Of course, I’m partly joking here – about the anti-trust part, not about the market share. Heaven forbid the US Department of Justice should ever decide to police kids toys. But, Crayola really is astoundingly powerful and dominant in its market. It enjoys, according to the company’s own research, 99% brand recognition in the US. Its name is not only synonymous with crayons, but has more or less shut down any lower-cost competitor from grabbing much of its market share. How it does this is also something of a miracle, since as far as I can tell, they do comparatively little advertising to sustain this. In other words, they are not only the most dominant brand, they are also the thriftiest, in terms of how much is spent each year sustaining that position in parents’ minds and kids’ playrooms.
We don’t know exactly how big Crayola is, or any other fact about its financial performance, because it’s a private company. In fact, even more impenetrably, it’s a private company inside a private company. Binney & Smith, the original manufacturer, was sold to famously-secretive Hallmark in 1984. It’s all educated guesswork.
But, I’m lucky to know a Chinese boss whose guesswork is far more educated than most. David Zhan is boss and majority shareholder of Wingart, a manufacturer of children’s art supplies based in Shenzhen. David is one of the smartest, savviest and most delightful businesspeople I know. Wingart is also one of my very favorite companies – though they are not a client, nor an especially large and fast-growing SME. But, Wingart is exceptionally well-run and focused, with well-made and well-designed products, as well as the most kaleidoscopically colorful assembly line I’ve ever seen.
Wingart makes crayons. They are better than Crayola’s. That’s not David’s pride speaking, but the results of some side-by-side testing done by one of the larger American art supply companies. I personally have no doubt this is true. I’ve seen Wingart’s crayon production. Not only are they better, but they are much cheaper too.
Still, it’s almost impossible for Wingart to gain any ground on Crayola. Wingart mainly sells under other companies’ brand names in the US, including Palmers, KrazyArt and Elmer’s. They have good distribution for many of their products at Wal-Mart and Target. But, not crayons. Wal-Mart would like to start selling Wingart’s crayons – not just, presumably, because they are better than Crayola. But, Wal-Mart, famously, does not like to be reliant on a single brand, a single supplier, for any of the products it carries.
For the time being, Wingart’s factory is too small to produce crayons in the quantity Wal-Mart requires. This should change within a year or so, when Wingart moves to a new and larger factory about two hours from Shenzhen. Then, perhaps for the first time ever, Crayola will begin to face some real competition. I can’t wait. I think Wingart has a realistic chance to build a crayon business, worldwide, that will compete in size with Crayola, which is pretty much a US-dependent company.

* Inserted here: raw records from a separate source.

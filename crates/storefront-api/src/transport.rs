//! Retrying HTTP transport
//!
//! Wraps an [`HttpSend`] with the circuit breaker, bounded retries for 429,
//! 5xx and connection failures, and error classification. Every non-2xx
//! response leaves the transport as a typed [`ApiError`]; 2xx responses are
//! returned untouched.

use std::future::Future;
use std::pin::Pin;
use std::sync::Arc;
use std::time::Duration;

use bytes::Bytes;
use reqwest::header::{HeaderMap, HeaderName, HeaderValue};
use reqwest::{Method, StatusCode, Url};
use tokio_util::sync::CancellationToken;
use tracing::{debug, warn};

use crate::backoff::{RetryPolicy, RetryReason};
use crate::circuit::CircuitBreaker;
use crate::classify::classify;
use crate::error::{ApiError, Result};
use crate::metrics;
use crate::rate_limit::RateLimitInfo;

/// A fully-buffered request that can be rebuilt for every attempt.
#[derive(Debug, Clone)]
pub struct ApiRequest {
    pub method: Method,
    pub url: Url,
    pub headers: HeaderMap,
    pub body: Option<Bytes>,
}

impl ApiRequest {
    pub fn new(method: Method, url: Url) -> Self {
        Self {
            method,
            url,
            headers: HeaderMap::new(),
            body: None,
        }
    }

    pub fn header(mut self, name: HeaderName, value: HeaderValue) -> Self {
        self.headers.insert(name, value);
        self
    }

    pub fn body(mut self, body: impl Into<Bytes>) -> Self {
        self.body = Some(body.into());
        self
    }

    fn build(&self, timeout: Option<Duration>) -> reqwest::Request {
        let mut request = reqwest::Request::new(self.method.clone(), self.url.clone());
        *request.headers_mut() = self.headers.clone();
        if let Some(body) = &self.body {
            *request.body_mut() = Some(reqwest::Body::from(body.clone()));
        }
        *request.timeout_mut() = timeout;
        request
    }
}

/// The underlying sender the transport retries through.
///
/// Returns a boxed future so the trait stays object-safe behind `Arc<dyn HttpSend>`.
pub trait HttpSend: Send + Sync {
    fn send(
        &self,
        request: reqwest::Request,
    ) -> Pin<Box<dyn Future<Output = reqwest::Result<reqwest::Response>> + Send + '_>>;
}

impl HttpSend for reqwest::Client {
    fn send(
        &self,
        request: reqwest::Request,
    ) -> Pin<Box<dyn Future<Output = reqwest::Result<reqwest::Response>> + Send + '_>> {
        Box::pin(self.execute(request))
    }
}

/// Retry, breaker and classification layer shared by every request of a client.
#[derive(Clone)]
pub struct RetryTransport {
    sender: Arc<dyn HttpSend>,
    breaker: Arc<CircuitBreaker>,
    policy: RetryPolicy,
    timeout: Option<Duration>,
    cancel: Option<CancellationToken>,
}

impl RetryTransport {
    pub fn new(sender: Arc<dyn HttpSend>, breaker: Arc<CircuitBreaker>) -> Self {
        Self {
            sender,
            breaker,
            policy: RetryPolicy::default(),
            timeout: None,
            cancel: None,
        }
    }

    pub fn with_policy(mut self, policy: RetryPolicy) -> Self {
        self.policy = policy;
        self
    }

    /// Per-attempt timeout applied on top of the sender's own.
    pub fn with_timeout(mut self, timeout: Duration) -> Self {
        self.timeout = Some(timeout);
        self
    }

    /// Abort in-flight sends and backoff waits when `token` is cancelled.
    pub fn with_cancellation(mut self, token: CancellationToken) -> Self {
        self.cancel = Some(token);
        self
    }

    pub fn breaker(&self) -> &Arc<CircuitBreaker> {
        &self.breaker
    }

    /// Send `request`, retrying 429, 5xx and connection failures within the
    /// policy bounds.
    pub async fn send(&self, request: &ApiRequest) -> Result<reqwest::Response> {
        let mut rate_limit_retries = 0;
        let mut server_retries = 0;
        let mut network_retries = 0;

        loop {
            if self.breaker.is_open() {
                return Err(ApiError::CircuitOpen {
                    failures: self.breaker.failures(),
                });
            }

            debug!(method = %request.method, url = %request.url, "sending request");
            let sent = self
                .cancellable(self.sender.send(request.build(self.timeout)))
                .await?;

            let response = match sent {
                Ok(response) => response,
                Err(err) => {
                    self.record_failure();
                    if network_retries < self.policy.max_retries(RetryReason::Network) {
                        self.wait(RetryReason::Network, network_retries, None, request)
                            .await?;
                        network_retries += 1;
                        continue;
                    }
                    return Err(ApiError::Network(error_chain(&err)));
                }
            };

            let status = response.status();
            metrics::record_request(status.as_u16());

            if status.is_success() {
                self.breaker.record_success();
                return Ok(response);
            }

            if status == StatusCode::TOO_MANY_REQUESTS {
                if rate_limit_retries < self.policy.max_retries(RetryReason::RateLimited) {
                    self.wait(
                        RetryReason::RateLimited,
                        rate_limit_retries,
                        Some(response.headers()),
                        request,
                    )
                    .await?;
                    rate_limit_retries += 1;
                    continue;
                }
                let info = RateLimitInfo::from_headers(response.headers());
                self.record_failure();
                return Err(ApiError::RateLimit {
                    retries: rate_limit_retries,
                    reset: info.reset,
                    limit: info.limit,
                    remaining: info.remaining,
                });
            }

            if status.is_server_error() {
                if server_retries < self.policy.max_retries(RetryReason::ServerError) {
                    self.wait(
                        RetryReason::ServerError,
                        server_retries,
                        Some(response.headers()),
                        request,
                    )
                    .await?;
                    server_retries += 1;
                    continue;
                }
                self.record_failure();
            }

            let body = self.read_body(response).await?;
            let err = classify(status.as_u16(), &body);
            debug!(status = status.as_u16(), kind = err.kind(), "request failed");
            return Err(err);
        }
    }

    async fn wait(
        &self,
        reason: RetryReason,
        attempt: u32,
        headers: Option<&HeaderMap>,
        request: &ApiRequest,
    ) -> Result<()> {
        let delay = self.policy.backoff(reason, attempt, headers);
        warn!(
            reason = reason.label(),
            attempt = attempt + 1,
            delay_ms = delay.as_millis() as u64,
            url = %request.url,
            "retrying request"
        );
        metrics::record_retry(reason);
        self.cancellable(tokio::time::sleep(delay)).await
    }

    async fn read_body(&self, response: reqwest::Response) -> Result<Bytes> {
        Ok(self
            .cancellable(response.bytes())
            .await?
            .unwrap_or_default())
    }

    async fn cancellable<F: Future>(&self, fut: F) -> Result<F::Output> {
        match &self.cancel {
            Some(token) => tokio::select! {
                biased;
                _ = token.cancelled() => Err(ApiError::Cancelled),
                out = fut => Ok(out),
            },
            None => Ok(fut.await),
        }
    }

    fn record_failure(&self) {
        if self.breaker.record_failure() {
            metrics::record_circuit_opened();
        }
    }
}

fn error_chain(err: &(dyn std::error::Error + 'static)) -> String {
    let mut message = err.to_string();
    let mut source = err.source();
    while let Some(cause) = source {
        message.push_str(": ");
        message.push_str(&cause.to_string());
        source = cause.source();
    }
    message
}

I have a lot of admiration for Crayola – not so much the crayons, but the fact that a 106 year-old brand could be so predominant in its market, and enjoy such unrivaled – and largely uncelebrated — supremacy for so long. But, I’d still like to see Wingart knock them down a few notches, or more. Crayola has it too good for too long. American kids deserve the best crayons – as, for that matter, do European, Chinese and other kids on the planet.